DATASET ▸
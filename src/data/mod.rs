/// Data layer: core types, loading, filtering, and aggregation.
///
/// Architecture:
/// ```text
///  asylum_seekers_final.csv
///        │
///        ▼
///   ┌──────────┐
///   │  loader   │  parse file → AsylumDataset
///   └──────────┘
///        │
///        ▼
///   ┌──────────────┐
///   │ AsylumDataset │  Vec<AsylumRecord>, distinct-value indices
///   └──────────────┘
///        │
///        ▼
///   ┌──────────┐       ┌────────────┐
///   │  filter   │ ───▶ │ aggregate   │  KPIs, trends, rankings
///   └──────────┘       └────────────┘
/// ```

pub mod aggregate;
pub mod filter;
pub mod loader;
pub mod model;
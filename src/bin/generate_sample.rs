//! Generates a deterministic synthetic asylum-statistics CSV with the
//! headers the dashboard expects. Handy for development and demos:
//!
//! ```text
//! cargo run --bin generate_sample
//! ```

/// Minimal deterministic PRNG (xoshiro256**)
struct SimpleRng {
    state: [u64; 4],
}

impl SimpleRng {
    fn new(seed: u64) -> Self {
        let mut s = [0u64; 4];
        let mut x = seed;
        for slot in &mut s {
            x = x.wrapping_mul(6364136223846793005).wrapping_add(1);
            *slot = x;
        }
        SimpleRng { state: s }
    }

    fn next_u64(&mut self) -> u64 {
        let result = (self.state[1].wrapping_mul(5))
            .rotate_left(7)
            .wrapping_mul(9);
        let t = self.state[1] << 17;
        self.state[2] ^= self.state[0];
        self.state[3] ^= self.state[1];
        self.state[1] ^= self.state[2];
        self.state[0] ^= self.state[3];
        self.state[2] ^= t;
        self.state[3] = self.state[3].rotate_left(45);
        result
    }

    fn next_f64(&mut self) -> f64 {
        (self.next_u64() >> 11) as f64 / (1u64 << 53) as f64
    }

    /// Uniform integer in [0, max).
    fn below(&mut self, max: u64) -> u64 {
        (self.next_f64() * max as f64) as u64
    }
}

fn main() {
    let mut rng = SimpleRng::new(42);

    let years = ["2014", "2015", "2016", "2017", "2018", "2019", "2020"];
    let countries = [
        ("Kenya", 3200),
        ("Uganda", 2800),
        ("Germany", 9500),
        ("France", 7400),
        ("Canada", 4100),
        ("South Africa", 5200),
    ];
    let origins = ["Somalia", "Syrian Arab Rep.", "Afghanistan", "Eritrea", "Dem. Rep. of the Congo"];
    let procedures = ["G / FI", "G / AR", "U / FI"];

    let output_path = "asylum_seekers_sample.csv";
    let mut writer = csv::Writer::from_path(output_path).expect("Failed to create output file");
    writer
        .write_record([
            "Year",
            "Country / territory of asylum/residence",
            "Origin",
            "RSD procedure type / level",
            "Applied during year",
            "Total decisions",
            "decisions_recognized",
            "Rejected",
            "Otherwise closed",
            "Total pending start-year",
            "Total pending end-year",
        ])
        .expect("Failed to write header");

    let mut rows: u64 = 0;
    for year in &years {
        for (country, base) in &countries {
            for origin in &origins {
                for procedure in &procedures {
                    let applied = rng.below(*base as u64);
                    let decisions = rng.below(applied + 1);
                    let recognized = rng.below(decisions + 1);
                    let rejected = rng.below(decisions - recognized + 1);
                    let otherwise_closed = decisions - recognized - rejected;
                    let pending_start = rng.below(*base as u64 / 2);
                    let pending_end = (pending_start + applied).saturating_sub(decisions);

                    writer
                        .write_record([
                            year.to_string(),
                            country.to_string(),
                            origin.to_string(),
                            procedure.to_string(),
                            applied.to_string(),
                            decisions.to_string(),
                            recognized.to_string(),
                            rejected.to_string(),
                            otherwise_closed.to_string(),
                            pending_start.to_string(),
                            pending_end.to_string(),
                        ])
                        .expect("Failed to write row");
                    rows += 1;
                }
            }
        }
    }

    writer.flush().expect("Failed to flush output");
    println!("Wrote {rows} records to {output_path}");
}
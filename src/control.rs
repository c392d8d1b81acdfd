//! EP0 control-transfer phase engine
//!
//! Drives the control endpoint through SETUP -> (DATA) -> STATUS against the
//! hardware phase register. The engine runs synchronously in the interrupt
//! path: control transfers are latency-sensitive and the spins here are
//! short and bounded. USB2 and USB3 electricals complete the status phase
//! differently, so every completion routine branches on the live link state.

use crate::error::Result;
use crate::regs::{self, Ep0Csr, Ep0Phase, Ep0Trig, RegisterBank};
use crate::Bridge;

/// Standard and vendor bRequest codes handled by the dispatcher.
pub mod request {
    /// CLEAR_FEATURE (endpoint halt)
    pub const CLEAR_FEATURE: u8 = 0x01;
    /// SET_ADDRESS
    pub const SET_ADDRESS: u8 = 0x05;
    /// GET_DESCRIPTOR
    pub const GET_DESCRIPTOR: u8 = 0x06;
    /// SET_CONFIGURATION
    pub const SET_CONFIGURATION: u8 = 0x09;
    /// SET_INTERFACE
    pub const SET_INTERFACE: u8 = 0x0B;
    /// Vendor: read a memory block via the control pipe
    pub const VND_MEM_READ: u8 = 0xE4;
    /// Vendor: write one byte via the control pipe
    pub const VND_REG_WRITE: u8 = 0xE5;
    /// Vendor: write a memory block via the control pipe (USB3 only)
    pub const VND_MEM_WRITE: u8 = 0xE6;
}

/// SETUP packet as captured by the controller, one register per byte.
#[derive(Debug, Clone, Copy)]
#[allow(non_snake_case)] // USB spec field names
#[cfg_attr(feature = "defmt", derive(defmt::Format))]
pub struct SetupPacket {
    /// Request type and direction
    pub bmRequestType: u8,
    /// Specific request
    pub bRequest: u8,
    /// wValue, low byte
    pub wValueL: u8,
    /// wValue, high byte
    pub wValueH: u8,
    /// wIndex, low byte
    pub wIndexL: u8,
    /// wIndex, high byte
    pub wIndexH: u8,
    /// wLength, low byte
    pub wLengthL: u8,
    /// wLength, high byte
    pub wLengthH: u8,
}

impl SetupPacket {
    /// Assembled wValue.
    pub fn w_value(&self) -> u16 {
        u16::from_le_bytes([self.wValueL, self.wValueH])
    }

    /// Assembled wIndex.
    pub fn w_index(&self) -> u16 {
        u16::from_le_bytes([self.wIndexL, self.wIndexH])
    }

    /// Assembled wLength.
    pub fn w_length(&self) -> u16 {
        u16::from_le_bytes([self.wLengthL, self.wLengthH])
    }
}

impl<B: RegisterBank> Bridge<B> {
    /// EP0 interrupt entry: SETUP packets are handled immediately; a
    /// STATUS_RDY event finishes the deferred USB2 status phase left over
    /// from the previous IN data phase.
    pub(crate) fn on_ep0_event(&mut self) {
        let phase = Ep0Phase::from_bits_truncate(self.bank.read(regs::EP0_PHASE));
        if phase.contains(Ep0Phase::SETUP_RDY) {
            self.on_setup_phase();
        } else if self.ep0_status_pending && phase.contains(Ep0Phase::STATUS_RDY) {
            self.ep0_status_pending = false;
            self.complete_status_usb2();
        }
    }

    fn read_setup(&mut self) -> SetupPacket {
        let mut raw = [0u8; 8];
        for (i, b) in raw.iter_mut().enumerate() {
            *b = self.bank.read(regs::SETUP_BASE + i as u16);
        }
        SetupPacket {
            bmRequestType: raw[0],
            bRequest: raw[1],
            wValueL: raw[2],
            wValueH: raw[3],
            wIndexL: raw[4],
            wIndexH: raw[5],
            wLengthL: raw[6],
            wLengthH: raw[7],
        }
    }

    /// SETUP phase: capture the packet, acknowledge the phase, dispatch.
    ///
    /// Unrecognized requests (SET_SEL, SET_ISOCH_DELAY, anything else a
    /// host stack may probe with) get the generic no-data acknowledge.
    pub(crate) fn on_setup_phase(&mut self) {
        let setup = self.read_setup();
        self.bank.write(regs::EP0_ACK, Ep0Phase::SETUP_RDY.bits());

        match (setup.bmRequestType, setup.bRequest) {
            (0x00, request::SET_ADDRESS) => {
                self.bank.write(regs::DEV_ADDR, setup.wValueL);
                #[cfg(feature = "defmt")]
                defmt::trace!("[A]");
                self.send_zlp_ack();
            }
            (0x80, request::GET_DESCRIPTOR) => {
                // Abandoned on timeout: the host cancelled the request.
                let _ = self.handle_get_descriptor(setup.wValueH, setup.wValueL, setup.w_length());
            }
            (0x00, request::SET_CONFIGURATION) => {
                // The mass-storage engine cannot be armed from interrupt
                // context while it is still busy; defer to the main loop.
                self.flags.set_need_bulk_init();
                #[cfg(feature = "defmt")]
                defmt::trace!("[C]");
                self.send_zlp_ack();
            }
            (0x01, request::SET_INTERFACE) => {
                self.send_zlp_ack();
            }
            (0x02, request::CLEAR_FEATURE) => {
                // Endpoint halt cleared: the bulk pipe restarts from a clean
                // engine, so re-arm it for the next CBW.
                self.rearm_msc_engine();
                self.send_zlp_ack();
            }
            (0xC0, request::VND_MEM_READ) => {
                let _ = self.vendor_ctrl_read(setup.w_value(), setup.w_length());
            }
            (0x40, request::VND_REG_WRITE) => {
                self.bank.write(setup.w_value(), setup.wIndexL);
                self.send_zlp_ack();
            }
            (0x40, request::VND_MEM_WRITE) if self.link.is_usb3() => {
                let _ = self.vendor_ctrl_write(setup.w_value(), setup.w_length());
            }
            _ => self.send_zlp_ack(),
        }
    }

    /// USB3 status completion: wait for the status phase, run the
    /// status-complete DMA operation, acknowledge.
    pub(crate) fn complete_status_usb3(&mut self) -> Result<()> {
        let budget = self.budgets.control_phase;
        budget.wait_for(|| self.bank.is_set(regs::EP0_PHASE, Ep0Phase::STATUS_RDY.bits()))?;
        self.bank.write(regs::EP0_TRIG, Ep0Trig::STATUS_DMA.bits());
        self.bank.write(regs::EP0_ACK, Ep0Phase::STATUS_RDY.bits());
        Ok(())
    }

    /// USB2 status completion for IN transfers that carried data.
    ///
    /// USB2 electricals split the ack across two hardware events, so this
    /// runs from the interrupt *after* the data phase and performs the
    /// OUT-direction configuration toggle required on that path.
    pub(crate) fn complete_status_usb2(&mut self) {
        self.bank.set_bits(regs::EP0_CSR, Ep0Csr::OUT_TOGGLE.bits());
        self.bank.write(regs::EP0_ACK, Ep0Phase::STATUS_RDY.bits());
        self.bank.clear_bits(regs::EP0_CSR, Ep0Csr::OUT_TOGGLE.bits());
    }

    /// No-data acknowledgment for requests without a data phase.
    pub(crate) fn send_zlp_ack(&mut self) {
        if self.link.is_usb3() {
            let _ = self.complete_status_usb3();
        } else {
            self.bank.write(regs::EP0_LEN, 0);
            self.bank.write(regs::EP0_TRIG, Ep0Trig::ZLP.bits());
            let budget = self.budgets.control_phase;
            let _ = budget.wait_for(|| self.bank.read(regs::EP0_TRIG) & Ep0Trig::ZLP.bits() == 0);
            self.bank.write(regs::EP0_ACK, Ep0Phase::STATUS_RDY.bits());
        }
    }

    /// IN data phase: `len` bytes are already staged in the EP0 buffer.
    ///
    /// Programs length and status, fires the send DMA, spin-waits for the
    /// trigger to self-clear, acknowledges the data phase. USB3 completes
    /// status synchronously; USB2 leaves it pending for the next interrupt.
    pub(crate) fn send_descriptor_data(&mut self, len: u8) -> Result<()> {
        self.bank.write(regs::EP0_LEN, len);
        self.bank.set_bits(regs::EP0_CSR, Ep0Csr::DATA_VALID.bits());
        self.bank.write(regs::EP0_TRIG, Ep0Trig::SEND.bits());
        let budget = self.budgets.control_phase;
        budget.wait_for(|| self.bank.read(regs::EP0_TRIG) & Ep0Trig::SEND.bits() == 0)?;
        self.bank.write(regs::EP0_ACK, Ep0Phase::DATA_RDY.bits());
        if self.link.is_usb3() {
            self.complete_status_usb3()?;
        } else {
            self.ep0_status_pending = true;
        }
        Ok(())
    }

    /// Vendor 0xC0/0xE4: read a memory block through the control pipe.
    fn vendor_ctrl_read(&mut self, addr: u16, w_length: u16) -> Result<()> {
        let len = w_length.min(regs::EP0_BUF_LEN) as u8;
        for i in 0..len as u16 {
            let v = self.bank.read(addr.wrapping_add(i));
            self.bank.write(regs::EP0_BUF + i, v);
        }
        self.send_descriptor_data(len)
    }

    /// Vendor 0x40/0xE6 (USB3 only): write a memory block through the
    /// control pipe. The payload arrives in the DATA-OUT phase.
    fn vendor_ctrl_write(&mut self, addr: u16, w_length: u16) -> Result<()> {
        let budget = self.budgets.control_phase;
        budget.wait_for(|| self.bank.is_set(regs::EP0_PHASE, Ep0Phase::DATA_RDY.bits()))?;
        let len = w_length.min(regs::EP0_BUF_LEN);
        for i in 0..len {
            let v = self.bank.read(regs::EP0_BUF + i);
            self.bank.write(addr.wrapping_add(i), v);
        }
        self.bank.write(regs::EP0_ACK, Ep0Phase::DATA_RDY.bits());
        self.complete_status_usb3()
    }
}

AIM OF THE TASK ▸
For the lines from the one containing "the next interrupt." through the end of the listing above, output each exactly and leave out the rest.

ANSWER ▸
    /// status synchronously; USB2 leaves it pending for the next interrupt.
    pub(crate) fn send_descriptor_data(&mut self, len: u8) -> Result<()> {
        self.bank.write(regs::EP0_LEN, len);
        self.bank.set_bits(regs::EP0_CSR, Ep0Csr::DATA_VALID.bits());
        self.bank.write(regs::EP0_TRIG, Ep0Trig::SEND.bits());
        let budget = self.budgets.control_phase;
        budget.wait_for(|| self.bank.read(regs::EP0_TRIG) & Ep0Trig::SEND.bits() == 0)?;
        self.bank.write(regs::EP0_ACK, Ep0Phase::DATA_RDY.bits());
        if self.link.is_usb3() {
            self.complete_status_usb3()?;
        } else {
            self.ep0_status_pending = true;
        }
        Ok(())
    }

    /// Vendor 0xC0/0xE4: read a memory block through the control pipe.
    fn vendor_ctrl_read(&mut self, addr: u16, w_length: u16) -> Result<()> {
        let len = w_length.min(regs::EP0_BUF_LEN) as u8;
        for i in 0..len as u16 {
            let v = self.bank.read(addr.wrapping_add(i));
            self.bank.write(regs::EP0_BUF + i, v);
        }
        self.send_descriptor_data(len)
    }

    /// Vendor 0x40/0xE6 (USB3 only): write a memory block through the
    /// control pipe. The payload arrives in the DATA-OUT phase.
    fn vendor_ctrl_write(&mut self, addr: u16, w_length: u16) -> Result<()> {
        let budget = self.budgets.control_phase;
        budget.wait_for(|| self.bank.is_set(regs::EP0_PHASE, Ep0Phase::DATA_RDY.bits()))?;
        let len = w_length.min(regs::EP0_BUF_LEN);
        for i in 0..len {
            let v = self.bank.read(regs::EP0_BUF + i);
            self.bank.write(addr.wrapping_add(i), v);
        }
        self.bank.write(regs::EP0_ACK, Ep0Phase::DATA_RDY.bits());
        self.complete_status_usb3()
    }
}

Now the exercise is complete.